SELECT distinct ?v ?l ?r (sum(?count) as ?num)
WHERE
{
?p rdf:type nif:Phrase .
?p nifvec:isPhraseOf ?w .
?w rdf:type nifvec:Window .
?w nifvec:hasContext ?c .
?w nifvec:hasCount ?count .
?p rdf:value ?v .
?c nifvec:hasLeftValue ?l .
?c nifvec:hasRightValue ?r .
}
GROUP BY ?v ?l ?r
ORDER BY DESC (?num)
"""
results_phrases = list(g.query(q))
d_phrases = defaultdict(Counter)
for r in results_phrases:
d_phrases[r[0].value][(r[1].value, r[2].value)] = r[3].value
with open('..//data//phrase_contexts_vectors.pickle', 'wb') as handle:
pickle.dump(d_phrases, handle, protocol=pickle.HIGHEST_PROTOCOL)

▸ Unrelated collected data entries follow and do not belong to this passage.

//! Container environment resolution.
//!
//! The final environment is built from the image environment followed by a
//! merged map of runtime sources (defaults, prefixed host variables, env-file
//! values, explicit `--env` values), later sources winning. `PATH`,
//! `APPEND_PATH`, `PREPEND_PATH` and `LD_LIBRARY_PATH` never pass through
//! verbatim: they are combined into a single `PATH` and a `LD_LIBRARY_PATH`
//! that always carries [`CONTAINER_LIBS`].

use std::collections::HashMap;

/// Host variables carrying this prefix are forwarded with the prefix removed.
pub const ENV_PREFIX: &str = "VESSELENV_";

/// Library directory bound into every container and appended to `LD_LIBRARY_PATH`.
pub const CONTAINER_LIBS: &str = "/.vessel.d/libs";

/// Variables an env-file may never set.
pub const ENV_FILE_BLOCKLIST: [&str; 6] = ["GID", "HOME", "IFS", "OPTIND", "PWD", "UID"];

/// Ordered environment map. Setting an existing key replaces its value in
/// place; new keys are appended.
#[derive(Debug, Clone, Default, PartialEq, Eq)]
pub struct EnvironmentMap {
    entries: Vec<(String, String)>,
    index: HashMap<String, usize>,
}

impl EnvironmentMap {
    pub fn new() -> Self {
        Self::default()
    }

    pub fn set(&mut self, key: impl Into<String>, value: impl Into<String>) {
        let key = key.into();
        let value = value.into();
        if let Some(&pos) = self.index.get(&key) {
            self.entries[pos].1 = value;
        } else {
            self.index.insert(key.clone(), self.entries.len());
            self.entries.push((key, value));
        }
    }

    pub fn get(&self, key: &str) -> Option<&str> {
        self.index
            .get(key)
            .map(|&pos| self.entries[pos].1.as_str())
    }

    pub fn remove(&mut self, key: &str) -> Option<String> {
        let pos = self.index.remove(key)?;
        let (_, value) = self.entries.remove(pos);
        for slot in self.index.values_mut() {
            if *slot > pos {
                *slot -= 1;
            }
        }
        Some(value)
    }

    /// Overlay `other` onto `self`; keys in `other` win.
    pub fn merge(&mut self, other: &EnvironmentMap) {
        for (k, v) in other.iter() {
            self.set(k, v);
        }
    }

    pub fn iter(&self) -> impl Iterator<Item = (&str, &str)> {
        self.entries.iter().map(|(k, v)| (k.as_str(), v.as_str()))
    }

    pub fn len(&self) -> usize {
        self.entries.len()
    }

    pub fn is_empty(&self) -> bool {
        self.entries.is_empty()
    }

    /// `KEY=VALUE` strings in insertion order.
    pub fn to_env_list(&self) -> Vec<String> {
        self.entries.iter().map(|(k, v)| format!("{k}={v}")).collect()
    }

    /// Build a map from `KEY=VALUE` strings; entries without `=` or with an
    /// empty key are skipped.
    pub fn from_env_list<S: AsRef<str>>(list: &[S]) -> Self {
        let mut map = Self::new();
        for entry in list {
            if let Some((k, v)) = split_entry(entry.as_ref()) {
                map.set(k, v);
            }
        }
        map
    }
}

impl<K: Into<String>, V: Into<String>> FromIterator<(K, V)> for EnvironmentMap {
    fn from_iter<I: IntoIterator<Item = (K, V)>>(iter: I) -> Self {
        let mut map = Self::new();
        for (k, v) in iter {
            map.set(k, v);
        }
        map
    }
}

fn split_entry(entry: &str) -> Option<(&str, &str)> {
    match entry.split_once('=') {
        Some((k, v)) if !k.is_empty() => Some((k, v)),
        _ => None,
    }
}

/// Variables every launch receives before user-supplied values.
pub fn default_env(image: &str, bundle: &str) -> EnvironmentMap {
    let mut env = EnvironmentMap::new();
    env.set("VESSEL_CONTAINER", bundle);
    env.set("VESSEL_NAME", image);
    env
}

/// Host variables carrying [`ENV_PREFIX`], with the prefix stripped.
pub fn prefixed_overrides<I>(vars: I) -> EnvironmentMap
where
    I: IntoIterator<Item = (String, String)>,
{
    vars.into_iter()
        .filter_map(|(k, v)| {
            let stripped = k.strip_prefix(ENV_PREFIX)?;
            if stripped.is_empty() {
                None
            } else {
                Some((stripped.to_owned(), v))
            }
        })
        .collect()
}

/// Keep only the env-file assignments that may reach the container.
pub fn env_file_map<S: AsRef<str>>(lines: &[S]) -> EnvironmentMap {
    let mut env = EnvironmentMap::new();
    for line in lines {
        let Some((k, v)) = split_entry(line.as_ref()) else {
            continue;
        };
        if ENV_FILE_BLOCKLIST.contains(&k) {
            tracing::debug!("ignoring {k} set by environment file");
            continue;
        }
        env.set(k, v);
    }
    env
}

/// Produce the final process environment from the image's `KEY=VALUE` list
/// and the merged runtime sources.
pub fn resolve_process_env(image_env: &[String], runtime_env: &EnvironmentMap) -> Vec<String> {
    let mut env = EnvironmentMap::new();
    let mut path = String::new();
    let mut append = String::new();
    let mut prepend = String::new();
    let mut ld_library_path = String::new();

    for entry in image_env {
        let Some((k, v)) = split_entry(entry) else {
            continue;
        };
        match k {
            "PATH" => {
                // Reserve the slot so the combined value keeps the image position.
                env.set("PATH", v);
                v.clone_into(&mut path);
            }
            "APPEND_PATH" => v.clone_into(&mut append),
            "PREPEND_PATH" => v.clone_into(&mut prepend),
            "LD_LIBRARY_PATH" => {
                env.set(k, v);
                v.clone_into(&mut ld_library_path);
            }
            _ => env.set(k, v),
        }
    }

    for (k, v) in runtime_env.iter() {
        match k {
            "PATH" => v.clone_into(&mut path),
            "APPEND_PATH" => v.clone_into(&mut append),
            "PREPEND_PATH" => v.clone_into(&mut prepend),
            "LD_LIBRARY_PATH" => v.clone_into(&mut ld_library_path),
            _ => env.set(k, v),
        }
    }

    let combined = [prepend.as_str(), path.as_str(), append.as_str()]
        .into_iter()
        .filter(|s| !s.is_empty())
        .collect::<Vec<_>>()
        .join(":");
    if combined.is_empty() {
        env.remove("PATH");
    } else {
        env.set("PATH", combined);
    }

    env.set("LD_LIBRARY_PATH", with_container_libs(&ld_library_path));

    env.to_env_list()
}

fn with_container_libs(ld_library_path: &str) -> String {
    if ld_library_path.split(':').any(|seg| seg == CONTAINER_LIBS) {
        ld_library_path.to_owned()
    } else if ld_library_path.is_empty() {
        CONTAINER_LIBS.to_owned()
    } else {
        format!("{ld_library_path}:{CONTAINER_LIBS}")
    }
}

#[cfg(test)]
mod tests {
    use super::*;

    fn strings(items: &[&str]) -> Vec<String> {
        items.iter().map(|s| (*s).to_owned()).collect()
    }

    fn lookup<'a>(env: &'a [String], key: &str) -> Option<&'a str> {
        env.iter().find_map(|e| {
            let (k, v) = e.split_once('=')?;
            (k == key).then_some(v)
        })
    }

    #[test]
    fn map_replaces_in_place() {
        let mut env = EnvironmentMap::new();
        env.set("A", "1");
        env.set("B", "2");
        env.set("A", "3");
        assert_eq!(env.to_env_list(), strings(&["A=3", "B=2"]));
    }

    #[test]
    fn map_remove_keeps_order() {
        let mut env: EnvironmentMap = [("A", "1"), ("B", "2"), ("C", "3")].into_iter().collect();
        assert_eq!(env.remove("A").as_deref(), Some("1"));
        env.set("C", "4");
        env.set("D", "5");
        assert_eq!(env.to_env_list(), strings(&["B=2", "C=4", "D=5"]));
    }

    #[test]
    fn image_env_only() {
        let image = strings(&["PATH=/usr/bin:/bin", "LANG=C"]);
        let env = resolve_process_env(&image, &EnvironmentMap::new());
        assert_eq!(
            env,
            strings(&[
                "PATH=/usr/bin:/bin",
                "LANG=C",
                "LD_LIBRARY_PATH=/.vessel.d/libs"
            ])
        );
    }

    #[test]
    fn explicit_value_overrides_image() {
        let image = strings(&["FOO=image"]);
        let runtime: EnvironmentMap = [("FOO", "explicit")].into_iter().collect();
        let env = resolve_process_env(&image, &runtime);
        assert_eq!(lookup(&env, "FOO"), Some("explicit"));
        assert_eq!(env.iter().filter(|e| e.starts_with("FOO=")).count(), 1);
    }

    #[test]
    fn append_and_prepend_path() {
        let image = strings(&["PATH=/a"]);
        let runtime: EnvironmentMap = [("APPEND_PATH", "/b"), ("PREPEND_PATH", "/c")]
            .into_iter()
            .collect();
        let env = resolve_process_env(&image, &runtime);
        assert_eq!(lookup(&env, "PATH"), Some("/c:/a:/b"));
        assert_eq!(lookup(&env, "APPEND_PATH"), None);
        assert_eq!(lookup(&env, "PREPEND_PATH"), None);
    }

    #[test]
    fn runtime_path_replaces_base() {
        let image = strings(&["HOME=/root", "PATH=/a", "TERM=xterm"]);
        let runtime: EnvironmentMap = [("PATH", "/x"), ("APPEND_PATH", "/y")]
            .into_iter()
            .collect();
        let env = resolve_process_env(&image, &runtime);
        assert_eq!(env[1], "PATH=/x:/y");
    }

    #[test]
    fn path_appended_when_image_has_none() {
        let runtime: EnvironmentMap = [("APPEND_PATH", "/b")].into_iter().collect();
        let env = resolve_process_env(&strings(&["A=1"]), &runtime);
        assert_eq!(
            env,
            strings(&["A=1", "PATH=/b", "LD_LIBRARY_PATH=/.vessel.d/libs"])
        );
    }

    #[test]
    fn empty_path_is_dropped() {
        let env = resolve_process_env(&strings(&["PATH="]), &EnvironmentMap::new());
        assert_eq!(lookup(&env, "PATH"), None);
    }

    #[test]
    fn ld_library_path_gets_libs_once() {
        let image = strings(&["LD_LIBRARY_PATH=/opt/lib"]);
        let env = resolve_process_env(&image, &EnvironmentMap::new());
        assert_eq!(
            lookup(&env, "LD_LIBRARY_PATH"),
            Some("/opt/lib:/.vessel.d/libs")
        );

        let again = resolve_process_env(&env, &EnvironmentMap::new());
        assert_eq!(
            lookup(&again, "LD_LIBRARY_PATH"),
            Some("/opt/lib:/.vessel.d/libs")
        );
    }

    #[test]
    fn ld_library_path_from_runtime_source() {
        let runtime: EnvironmentMap = [("LD_LIBRARY_PATH", "/.vessel.d/libs:/usr/lib64")]
            .into_iter()
            .collect();
        let env = resolve_process_env(&[], &runtime);
        assert_eq!(
            lookup(&env, "LD_LIBRARY_PATH"),
            Some("/.vessel.d/libs:/usr/lib64")
        );
    }

    #[test]
    fn precedence_of_runtime_sources() {
        let mut runtime = default_env("alpine.oci", "/tmp/bundle-1");
        runtime.merge(&prefixed_overrides(vec![
            ("VESSELENV_FOO".to_owned(), "prefixed".to_owned()),
            ("VESSEL_NAME_X".to_owned(), "ignored".to_owned()),
        ]));
        runtime.merge(&env_file_map(&["FOO=file", "BAR=file"]));
        runtime.merge(&[("BAR", "explicit")].into_iter().collect());

        let env = resolve_process_env(&strings(&["FOO=image"]), &runtime);
        assert_eq!(lookup(&env, "FOO"), Some("file"));
        assert_eq!(lookup(&env, "BAR"), Some("explicit"));
        assert_eq!(lookup(&env, "VESSEL_CONTAINER"), Some("/tmp/bundle-1"));
        assert_eq!(lookup(&env, "VESSEL_NAME"), Some("alpine.oci"));
        assert_eq!(lookup(&env, "NAME_X"), None);
    }

    #[test]
    fn prefixed_overrides_skip_bare_prefix() {
        let env = prefixed_overrides(vec![
            ("VESSELENV_".to_owned(), "x".to_owned()),
            ("VESSELENV_LANG".to_owned(), "C.UTF-8".to_owned()),
            ("LANG".to_owned(), "en_US".to_owned()),
        ]);
        assert_eq!(env.to_env_list(), strings(&["LANG=C.UTF-8"]));
    }

    #[test]
    fn env_file_blocklist() {
        let env = env_file_map(&[
            "HOME=/nowhere",
            "UID=0",
            "PWD=/x",
            "IFS=:",
            "OPTIND=2",
            "GID=0",
            "KEEP=1",
            "malformed",
        ]);
        assert_eq!(env.to_env_list(), strings(&["KEEP=1"]));
    }
}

from collections import Counter
# contexts
q = """
SELECT distinct ?l ?r ?v (sum(?count) as ?num)
WHERE
{
?c nifvec:hasLeftValue ?l .
?c nifvec:hasRightValue ?r .
?w nifvec:hasContext ?c .
?w nifvec:hasPhrase ?p .
?w rdf:type nifvec:Window .
?w nifvec:hasCount ?count .
?p rdf:value ?v .
}
GROUP BY ?l ?r ?v
ORDER BY DESC (?num)
"""
results_context_phrases = list(g.query(q))

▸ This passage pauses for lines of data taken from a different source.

mod commands;

use clap::{Parser, Subcommand};
use commands::launch::{LaunchArgs, Request};
use commands::{EXIT_CONFIG_ERROR, EXIT_FAILURE};
use std::path::PathBuf;
use std::process::ExitCode;
use vessel_runtime::install_signal_handler;

#[derive(Debug, Parser)]
#[command(
    name = "vessel",
    version,
    about = "Run OCI images through an external OCI runtime"
)]
struct Cli {
    /// Settings file (default: /etc/vessel/vessel.toml if present).
    #[arg(long, global = true)]
    config: Option<PathBuf>,

    /// Enable verbose (debug) logging output.
    #[arg(short, long, default_value_t = false, global = true)]
    verbose: bool,

    /// Enable trace-level logging (more detailed than --verbose).
    #[arg(long, default_value_t = false, global = true)]
    trace: bool,

    #[command(subcommand)]
    command: Commands,
}

#[derive(Debug, Subcommand)]
enum Commands {
    /// Run a command inside an image, ignoring its entrypoint.
    Exec {
        #[command(flatten)]
        launch: LaunchArgs,
        /// Image directory containing rootfs/ and config.json.
        image: PathBuf,
        /// Command and arguments to run.
        #[arg(required = true, trailing_var_arg = true, allow_hyphen_values = true)]
        command: Vec<String>,
    },
    /// Run the image's entrypoint; arguments replace its default command.
    Run {
        #[command(flatten)]
        launch: LaunchArgs,
        image: PathBuf,
        #[arg(trailing_var_arg = true, allow_hyphen_values = true)]
        args: Vec<String>,
    },
    /// Start an interactive shell inside an image.
    Shell {
        #[command(flatten)]
        launch: LaunchArgs,
        image: PathBuf,
    },
    /// Drive the container lifecycle directly.
    #[command(subcommand)]
    Oci(OciCommand),
}

#[derive(Debug, Subcommand)]
enum OciCommand {
    /// Create a container from a bundle containing config.json.
    Create {
        #[arg(short, long)]
        bundle: PathBuf,
        id: String,
    },
    /// Start a created container.
    Start { id: String },
    /// Send a signal to a container.
    Kill {
        id: String,
        #[arg(default_value = "SIGTERM")]
        signal: String,
    },
    /// Print the container state as JSON.
    State { id: String },
    /// Delete a container and release its bundle.
    Delete { id: String },
}

fn main() -> ExitCode {
    let default_hook = std::panic::take_hook();
    std::panic::set_hook(Box::new(move |info| {
        let msg = info.to_string();
        if msg.contains("Broken pipe") || msg.contains("failed printing to stdout") {
            std::process::exit(0);
        }
        default_hook(info);
    }));

    let cli = Cli::parse();

    let default_level = if cli.trace {
        "trace"
    } else if cli.verbose {
        "debug"
    } else {
        "warn"
    };
    tracing_subscriber::fmt()
        .with_env_filter(
            tracing_subscriber::EnvFilter::try_from_env("VESSEL_LOG")
                .unwrap_or_else(|_| tracing_subscriber::EnvFilter::new(default_level)),
        )
        .with_target(false)
        .without_time()
        .with_writer(std::io::stderr)
        .init();

    install_signal_handler();

    let result = commands::load_settings(cli.config.as_deref()).and_then(|settings| {
        match cli.command {
            Commands::Exec {
                launch,
                image,
                command,
            } => commands::launch::run(settings, launch, Request::Exec { image, command }),
            Commands::Run {
                launch,
                image,
                args,
            } => commands::launch::run(settings, launch, Request::Run { image, args }),
            Commands::Shell { launch, image } => {
                commands::launch::run(settings, launch, Request::Shell { image })
            }
            Commands::Oci(cmd) => match cmd {
                OciCommand::Create { bundle, id } => {
                    commands::oci::create(&settings, &id, &bundle)
                }
                OciCommand::Start { id } => commands::oci::start(&settings, &id),
                OciCommand::Kill { id, signal } => commands::oci::kill(&settings, &id, &signal),
                OciCommand::State { id } => commands::oci::state(&settings, &id),
                OciCommand::Delete { id } => commands::oci::delete(&settings, &id),
            },
        }
    });

    match result {
        Ok(code) => ExitCode::from(code),
        Err(msg) => {
            eprintln!("error: {msg}");
            let code = if commands::is_config_message(&msg) {
                EXIT_CONFIG_ERROR
            } else {
                EXIT_FAILURE
            };
            ExitCode::from(code)
        }
    }
}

d_context_phrases = defaultdict(Counter)
for r in results_context_phrases:
d_context_phrases[(r[0].value, r[1].value)][r[2].value] = r[3].value
with open('..//data//context_phrases_vectors.pickle', 'wb') as handle:
pickle.dump(d_context_phrases, handle, protocol=pickle.HIGHEST_PROTOCOL)
# lemmas
q = """
SELECT distinct ?v ?l ?r (sum(?count) as ?num)
WHERE
{
{
?p rdf:value ?v .
{
?e ontolex:canonicalForm [ ontolex:writtenRep ?v ] .
}
UNION
{
?e ontolex:otherForm [ ontolex:writtenRep ?v ] .
}
?e ontolex:otherForm|ontolex:canonicalForm [ ontolex:writtenRep ?f ] .
?lemma rdf:value ?f .
?lemma nifvec:isPhraseOf ?w .
?w rdf:type nifvec:Window .
?w nifvec:hasContext ?c .
?w nifvec:hasCount ?count .
?c nifvec:hasLeftValue ?l .
?c nifvec:hasRightValue ?r .
}
}
GROUP BY ?v ?l ?r
ORDER BY DESC (?num)
"""
results_lemmas = list(g.query(q))
d_lemmas = defaultdict(Counter)
for r in results_lemmas:
d_lemmas[r[0].value][(r[1].value, r[2].value)] = r[3].value
with open('..//data//lemma_contexts_vectors.pickle', 'wb') as handle:
pickle.dump(d_lemmas, handle, protocol=pickle.HIGHEST_PROTOCOL)
# q = """
# SELECT distinct ?l ?r ?v (sum(?count) as ?num)
# WHERE
# {
# {
# ?c nifvec:hasLeftValue ?l .
# ?c nifvec:hasRightValue ?r .
# ?w rdf:type nifvec:Window .
# ?w nifvec:hasContext ?c .
# ?w nifvec:hasCount ?count .
# ?w nifvec:hasPhrase ?p .
# ?p rdf:value ?f .
# {
# ?e ontolex:canonicalForm [ ontolex:writtenRep ?f ] .
# }
# UNION
# {
# ?e ontolex:otherForm [ ontolex:writtenRep ?f ] .
# }
# ?e ontolex:otherForm|ontolex:canonicalForm [ ontolex:writtenRep ?v ] .
# ?lemma rdf:value ?v .
# }
# }
# GROUP BY ?l ?r ?v
# ORDER BY DESC (?num)
# """
# results_context_lemmas = list(g.query(q))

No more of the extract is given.